Nadim grew up in Cairo, Egypt, as the youngest of seven children of a father who was a poet and businessman and a mother who was “big on charity and family.” She spent summers at a home on the Mediterranean Sea, wearing shorts and mini-jupes, playing sports and never getting negative comments from men. Cairo was like any city around the world, except for traditional music, she said.

“It was the most amazing childhood, not simply because we were well-off, but just the time was beautiful, the world was beautiful,” she said. She called it a non-judgmental time when people did not think about appearance as a fundamental issue of faith.

Everything changed with start of the 1967 Six-Day War between Israel and Egypt, Syria and Jordan, Nadim said. She recalled one day at her French private school when she was told that Egypt was at war. Life was not as happy as it was, she continued, because her family lost a lot of its wealth, people were suffering and it was a time of war, but she did not understand why.

“We were never taught anything about differences between us and other people,” Nadim said. “It was one world and people lived in it and that was it. And I think I took that with me forever.”

As Muslim chaplain, Nadim said she treats all students as if they are her own family.

Raheel Mohiuddin, a senior biology major, said, “She’s very protective.”

Nadim said she works to protect those in Muslim Student Association from getting their feelings hurt by those who paint Muslims with one brush because of “mishaps that are around the world.”

Joanne Buonocore, religious advisor for the university’s Roman Catholic ministry, said that there is a steady stream of students to Nadim’s office while working across the hall from Nadim.

Buonocore said that Nadim is “so much like a mother” to students, while being compassionate and understanding of the human condition and of the weaknesses of others.

“She sees the good in people,” Buonocore said.

“Maybe it’s because I didn’t have that when I went to college,” Nadim said of the “journey” to help students find a path they are comfortable and happy with.

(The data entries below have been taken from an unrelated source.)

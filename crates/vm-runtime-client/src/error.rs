//! Runtime client errors

use thiserror::Error;

/// Errors that can occur when talking to the VM runtime
#[derive(Debug, Error)]
pub enum RuntimeError {
    /// HTTP transport error
    #[error("HTTP error: {0}")]
    Http(#[from] reqwest::Error),

    /// The runtime did not answer in time
    #[error("Runtime call timed out: {0}")]
    Timeout(String),

    /// The runtime could not be reached
    #[error("Runtime unreachable: {0}")]
    Unreachable(String),

    /// The runtime rejected or failed the power operation
    #[error("Operation failed: {0}")]
    OperationFailed(String),

    /// The runtime has no VM with this identity
    #[error("Not found: {0}")]
    NotFound(String),

    /// Server-side or throttled answer from the runtime API
    #[error("Runtime API error: {0}")]
    Api(String),

    /// JSON serialization/deserialization error
    #[error("Serialization error: {0}")]
    Serialization(#[from] serde_json::Error),
}

impl RuntimeError {
    /// Whether the VM may or may not have changed state after this error.
    ///
    /// Timeouts and transport failures leave the operation outcome unknown;
    /// an explicit rejection means nothing happened.
    #[must_use]
    pub fn is_indeterminate(&self) -> bool {
        matches!(
            self,
            RuntimeError::Http(_) | RuntimeError::Timeout(_) | RuntimeError::Unreachable(_) | RuntimeError::Api(_)
        )
    }
}
use crate::{
    eeg::Event,
    mechanics::{default_pd, default_throttle},
    routines::Routine,
    shots::{ShotCandidate, Target, Targets},
    strategy::{BoostPad, Context, Game, Strategy},
};
use common::{math::cap, prelude::*, rl};
use derive_new::new;
use nalgebra::Vector3;
use nameof::name_of_type;

/// Below this much boost, go shopping for a big pad.
const LOW_BOOST: f32 = 30.0;

/// Only poke at the ball from behind if it's this close to the middle.
const SHORT_SHOT_MAX_X: f32 = 2000.0;

/// A pad has to be at least this much "on the way" to be worth a detour on
/// the way back.
const RETREAT_BOOST_MIN_ALIGNMENT: f32 = 0.7;

/// A strategy that actually uses the routine library: shoot if we can, top up
/// boost if we're low, clear if we're beaten, otherwise fall back toward our
/// own goal.
#[derive(new)]
pub struct Example2;

impl Strategy for Example2 {
    fn name(&self) -> &str {
        name_of_type!(Example2)
    }

    fn run(&mut self, ctx: &mut Context<'_>) {
        // Let whatever we committed to finish first.
        if !ctx.stack.is_empty() {
            return;
        }

        let game = ctx.game;
        let ball_closer_than_me = ball_closer_than_me(game);

        if game.kickoff_flag {
            ctx.eeg.track(Event::Kickoff);
            ctx.push(Routine::Kickoff);
            return;
        }

        let mut targets = Targets::new();
        targets.insert(
            Target::Goal,
            (game.foe_goal.left_post, game.foe_goal.right_post),
        );
        let shots = ctx.shot_finder.find_hits(game, &targets);

        if let Some(shot) = best_shot(game, shots.get(Target::Goal)) {
            ctx.eeg.track(Event::Shot);
            ctx.push(Routine::Shot(shot.clone()));
        } else if game.me.boost < LOW_BOOST {
            let best = best_boost(game, game.friend_goal.location, |pad| pad.large);
            if let Some((pad, _)) = best {
                ctx.eeg.track(Event::GetBoost);
                ctx.push(Routine::GotoBoost {
                    pad: pad.clone(),
                    target: game.friend_goal.location,
                });
            }
        } else if ball_closer_than_me && game.ball.location.x.abs() < SHORT_SHOT_MAX_X {
            // Probably offside. Not pretty, but it gets the ball moving the
            // right way.
            ctx.eeg.track(Event::ShortShot);
            ctx.push(Routine::ShortShot {
                target: game.foe_goal.location,
            });
        }

        if ctx.stack.is_empty() {
            retreat(ctx);
        }
    }
}

/// Returns `true` if the ball is nearer our goal than we are.
fn ball_closer_than_me(game: &Game) -> bool {
    let goal = game.friend_goal.location;
    let ball_dist = (game.ball.location - goal).norm();
    let me_dist = (game.me.location - goal).norm();
    ball_dist < me_dist
}

/// The average speed we'd need to make the intercept, weighted by how well the
/// shot lines up.
///
/// Returns `None` for intercepts that are already in the past, since there's
/// no sensible speed for those.
fn score_shot(game: &Game, shot: &ShotCandidate) -> Option<f32> {
    let time_left = shot.intercept_time - game.time;
    if time_left <= 0.0 {
        return None;
    }
    let distance = (shot.ball_location - game.me.location).norm();
    Some(distance / time_left * shot.ratio)
}

/// Highest score wins. On a tie, the earlier candidate wins.
///
/// Candidates whose intercept has already passed are dropped rather than
/// scored, so a list of nothing but stale shots counts as no shot at all and
/// the caller moves on to boost.
fn best_shot<'s>(game: &Game, shots: &'s [ShotCandidate]) -> Option<&'s ShotCandidate> {
    let mut best: Option<(&ShotCandidate, f32)> = None;
    for shot in shots {
        let score = match score_shot(game, shot) {
            Some(score) => score,
            None => continue,
        };
        let better = match best {
            Some((_, best_score)) => score > best_score,
            None => true,
        };
        if better {
            best = Some((shot, score));
        }
    }
    best.map(|(shot, _)| shot)
}

/// Finds the active pad that lies most directly between us and `target`.
///
/// Alignment is the dot product of the car→pad and pad→target directions, so
/// it runs from -1 (pad is behind us) to 1 (pad is right on the way).
fn best_boost<'g>(
    game: &'g Game,
    target: Vector3<f32>,
    filter: impl Fn(&BoostPad) -> bool,
) -> Option<(&'g BoostPad, f32)> {
    let mut best = None;
    let mut best_value = -1.0;
    for pad in &game.boosts {
        if !pad.active || !filter(pad) {
            continue;
        }
        let me_to_pad = (pad.location - game.me.location).normalize_or_zero();
        let pad_to_target = (target - pad.location).normalize_or_zero();
        let value = pad_to_target.dot(&me_to_pad);
        if value > best_value {
            best = Some(pad);
            best_value = value;
        }
    }
    best.map(|pad| (pad, best_value))
}

/// Where to fall back to: the nearer goalpost, pulled back out toward the car
/// so we don't hand the opponent a free ball.
fn retreat_target(game: &Game) -> Vector3<f32> {
    let goal = game.friend_goal;
    let me = game.me.location;

    // Heading for the middle of the goal risks knocking the ball in.
    let left_dist = (goal.left_post - me).norm();
    let right_dist = (goal.right_post - me).norm();
    let post = if left_dist < right_dist {
        goal.left_post
    } else {
        goal.right_post
    };

    // post-------target--------car---------------ball
    let post_to_car = (me - post).normalize_or_zero();
    let post_to_ball = game.ball.location - post;
    let final_dist = post_to_car.dot(&post_to_ball) * 0.5;
    post + post_to_car * final_dist
}

fn retreat(ctx: &mut Context<'_>) {
    let game = ctx.game;
    let target = retreat_target(game);

    // Small pads count here, but only ones we won't have to double back for.
    match best_boost(game, target, |_| true) {
        Some((pad, value))
            if value > RETREAT_BOOST_MIN_ALIGNMENT && game.me.boost < rl::BOOST_MAX =>
        {
            ctx.eeg.track(Event::RetreatBoost);
            ctx.push(Routine::GotoBoost {
                pad: pad.clone(),
                target,
            });
        }
        _ => {
            ctx.eeg.track(Event::Retreat);
            let relative_target = target - game.me.location;
            let distance = relative_target.norm();
            default_pd(game, ctx.controls, game.me.local(relative_target));
            // Full speed when far away, easing off as we arrive.
            default_throttle(game, ctx.controls, cap(distance * 2.0, 0.0, rl::CAR_MAX_SPEED));
            ctx.controls.Boost = false;
        }
    }
}
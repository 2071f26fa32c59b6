use common::{
    halfway_house::{FieldInfo, LiveDataPacket, PlayerInfo},
    physics::CarFrame,
    prelude::*,
    rl,
};
use lazy_static::lazy_static;
use nalgebra::Vector3;

/// Everything a strategy gets to look at during one tick.
pub struct Game {
    pub time: f32,
    /// True while the cars are frozen or racing for the ball at the start of a
    /// round.
    pub kickoff_flag: bool,
    pub me: Car,
    pub friends: Vec<Car>,
    pub foes: Vec<Car>,
    pub ball: Ball,
    pub friend_goal: &'static Goal,
    pub foe_goal: &'static Goal,
    pub boosts: Vec<BoostPad>,
}

impl Game {
    pub fn new(field: &FieldInfo, packet: &LiveDataPacket, player_index: usize) -> Self {
        let me = Car::from_ffi(player_index, &packet.GameCars[player_index]);
        let team = me.team;

        let others = packet
            .cars()
            .enumerate()
            .filter(|&(index, _)| index != player_index)
            .map(|(index, info)| Car::from_ffi(index, info));
        let (friends, foes): (Vec<_>, Vec<_>) = others.partition(|car| car.team == team);

        let boosts = field
            .BoostPads
            .iter()
            .enumerate()
            .map(|(index, info)| BoostPad {
                index,
                location: info.Location.to_nalgebra(),
                large: info.IsFullBoost,
                active: packet
                    .BoostPadStates
                    .get(index)
                    .map_or(true, |state| state.IsActive),
            })
            .collect();

        Self {
            time: packet.GameInfo.TimeSeconds,
            kickoff_flag: packet.GameInfo.RoundActive && packet.GameInfo.KickoffPause,
            me,
            friends,
            foes,
            ball: Ball {
                location: packet.GameBall.Physics.loc(),
                velocity: packet.GameBall.Physics.vel(),
            },
            friend_goal: Goal::soccar(team),
            foe_goal: Goal::soccar(team.opposing()),
            boosts,
        }
    }
}

#[derive(Copy, Clone, Debug, Eq, PartialEq)]
pub enum Team {
    Blue,
    Orange,
}

impl Team {
    pub fn from_ffi(index: u8) -> Self {
        match index {
            0 => Team::Blue,
            1 => Team::Orange,
            _ => panic!("wonky team index {}", index),
        }
    }

    pub fn opposing(self) -> Self {
        match self {
            Team::Blue => Team::Orange,
            Team::Orange => Team::Blue,
        }
    }

    /// The sign of the y-coordinate of this team's goal.
    fn side(self) -> f32 {
        match self {
            Team::Blue => -1.0,
            Team::Orange => 1.0,
        }
    }
}

#[derive(Clone, Debug)]
pub struct Car {
    pub index: usize,
    pub location: Vector3<f32>,
    pub velocity: Vector3<f32>,
    pub angular_velocity: Vector3<f32>,
    pub frame: CarFrame,
    /// From 0 to 100.
    pub boost: f32,
    pub team: Team,
    pub on_ground: bool,
    pub demolished: bool,
}

impl Car {
    fn from_ffi(index: usize, info: &PlayerInfo) -> Self {
        Self {
            index,
            location: info.Physics.loc(),
            velocity: info.Physics.vel(),
            angular_velocity: info.Physics.ang_vel(),
            frame: info.Physics.frame(),
            boost: info.Boost as f32,
            team: Team::from_ffi(info.Team),
            on_ground: info.OnGround,
            demolished: info.Demolished,
        }
    }

    /// Rotates a world-space vector into this car's frame (x forward, y right,
    /// z up through the roof).
    pub fn local(&self, v: Vector3<f32>) -> Vector3<f32> {
        self.frame.local(v)
    }
}

#[derive(Clone, Debug)]
pub struct Ball {
    pub location: Vector3<f32>,
    pub velocity: Vector3<f32>,
}

#[derive(Debug, PartialEq)]
pub struct Goal {
    pub location: Vector3<f32>,
    /// Blue's left post sits at negative x; orange's posts are mirrored.
    pub left_post: Vector3<f32>,
    pub right_post: Vector3<f32>,
}

impl Goal {
    pub fn soccar(team: Team) -> &'static Self {
        match team {
            Team::Blue => &SOCCAR_GOAL_BLUE,
            Team::Orange => &SOCCAR_GOAL_ORANGE,
        }
    }

    fn new(team: Team) -> Self {
        let side = team.side();
        Self {
            location: Vector3::new(0.0, side * rl::GOAL_Y, rl::GOAL_CENTER_Z),
            left_post: Vector3::new(side * rl::GOALPOST_X, side * rl::GOAL_Y, rl::GOAL_CENTER_Z),
            right_post: Vector3::new(-side * rl::GOALPOST_X, side * rl::GOAL_Y, rl::GOAL_CENTER_Z),
        }
    }
}

#[derive(Clone, Debug, PartialEq)]
pub struct BoostPad {
    /// Position in the framework's pad list.
    pub index: usize,
    pub location: Vector3<f32>,
    pub large: bool,
    pub active: bool,
}

lazy_static! {
    static ref SOCCAR_GOAL_BLUE: Goal = Goal::new(Team::Blue);
    static ref SOCCAR_GOAL_ORANGE: Goal = Goal::new(Team::Orange);
}
//! Various Rocket League constants.

/// The y-coordinate we aim at for a goal. A bit short of the back wall so the
/// point sits inside the field.
pub const GOAL_Y: f32 = 5100.0;

/// The absolute value of the x-coordinate we use for the goalposts.
///
/// Slightly inside the real posts (892.755) so that aiming at a post still
/// goes in.
pub const GOALPOST_X: f32 = 850.0;

/// Roughly half the height of the crossbar.
pub const GOAL_CENTER_Z: f32 = 320.0;

/// The z location of the Octane when sitting on the ground.
pub const OCTANE_NEUTRAL_Z: f32 = 17.01;

/// The max speed a car can reach using only the throttle.
pub const CAR_NORMAL_SPEED: f32 = 1410.0;

/// The max speed a car can reach by boosting, as the framework rounds it.
pub const CAR_MAX_SPEED: f32 = 2300.0;

/// Above this forward speed there is no point in boosting any more.
pub const CAR_BOOST_CUTOFF_SPEED: f32 = 2275.0;

/// A full tank.
pub const BOOST_MAX: f32 = 100.0;

/// The standard soccar boost pad layout, in the order the framework reports
/// it: `(x, y, z, is_full_boost)`.
///
/// Source: https://github.com/RLBot/RLBot/wiki/Useful-Game-Values
pub const SOCCAR_BOOST_PADS: [(f32, f32, f32, bool); 34] = [
    (0.0, -4240.0, 70.0, false),
    (-1792.0, -4184.0, 70.0, false),
    (1792.0, -4184.0, 70.0, false),
    (-3072.0, -4096.0, 73.0, true),
    (3072.0, -4096.0, 73.0, true),
    (-940.0, -3308.0, 70.0, false),
    (940.0, -3308.0, 70.0, false),
    (0.0, -2816.0, 70.0, false),
    (-3584.0, -2484.0, 70.0, false),
    (3584.0, -2484.0, 70.0, false),
    (-1788.0, -2300.0, 70.0, false),
    (1788.0, -2300.0, 70.0, false),
    (-2048.0, -1036.0, 70.0, false),
    (0.0, -1024.0, 70.0, false),
    (2048.0, -1036.0, 70.0, false),
    (-3584.0, 0.0, 73.0, true),
    (-1024.0, 0.0, 70.0, false),
    (1024.0, 0.0, 70.0, false),
    (3584.0, 0.0, 73.0, true),
    (-2048.0, 1036.0, 70.0, false),
    (0.0, 1024.0, 70.0, false),
    (2048.0, 1036.0, 70.0, false),
    (-1788.0, 2300.0, 70.0, false),
    (1788.0, 2300.0, 70.0, false),
    (-3584.0, 2484.0, 70.0, false),
    (3584.0, 2484.0, 70.0, false),
    (0.0, 2816.0, 70.0, false),
    (-940.0, 3310.0, 70.0, false),
    (940.0, 3308.0, 70.0, false),
    (-3072.0, 4096.0, 73.0, true),
    (3072.0, 4096.0, 73.0, true),
    (-1792.0, 4184.0, 70.0, false),
    (1792.0, 4184.0, 70.0, false),
    (0.0, 4240.0, 70.0, false),
];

It was while Nadim was in the private sector that she met Mrs. B, as she preferred to identify her, a “very elegant, very savoir-faire, very chic” woman who was studying more about Islam and asked her if she would like to learn more as well. Mrs. B affected a lot of her ideas, Nadim said.

From that point in 1984, Nadim began studying Islam more, along with different schools of thought. In 1991, when she had her third and youngest child, she left the foreign exchange trade and a few years later became chaplain.

“[It was] just a yearning for something that was much more meaningful than whatever fun I was having at the time,” she said, laughing. She called it “an epiphany of sorts.”

At a Sept. 17 Muslim Student Association meeting, Nadim shared her knowledge of Islam, speaking to misconceptions that Muslims face amid news coverage of extremist groups such as Al-Shabaab in Somalia and the Islamic State of Iraq and Syria, referred to as ISIS, ISIL or IS. 

“Bloodshed in Islam is forbidden,” she said told a group of about 35 students, women on one side of the room, men on the other, many nodding in agreement. “Anything that negates mercy is not Islamic. What is an ISIS? It’s a cancer.”

She spoke in a sort of rhythm, her hands emphasizing each word, moving up, then down with different syllables.

“There is no such thing as the Islamic State,” she said. “There are Islamic countries who abide by Islam.”

The university’s Jewish chaplain and director of the Hillel Center for Jewish Life, Rabbi Joseph Topek, has known Nadim since her arrival at Stony Brook and said that her role as chaplain is not easy because the Muslim world has factions and that her students are ethnically different. Although it is something she must “juggle with in her own community,” she always made it work, he said.

“If you put somebody in a box because of their religion or background, you’re going to find out you are wrong,” he said.

Correction: November 11, 2014
A previous version of this article misquoted Nadim in the photo caption, saying that she said “Bloodshed in Island is forbidden.” The quote has been corrected.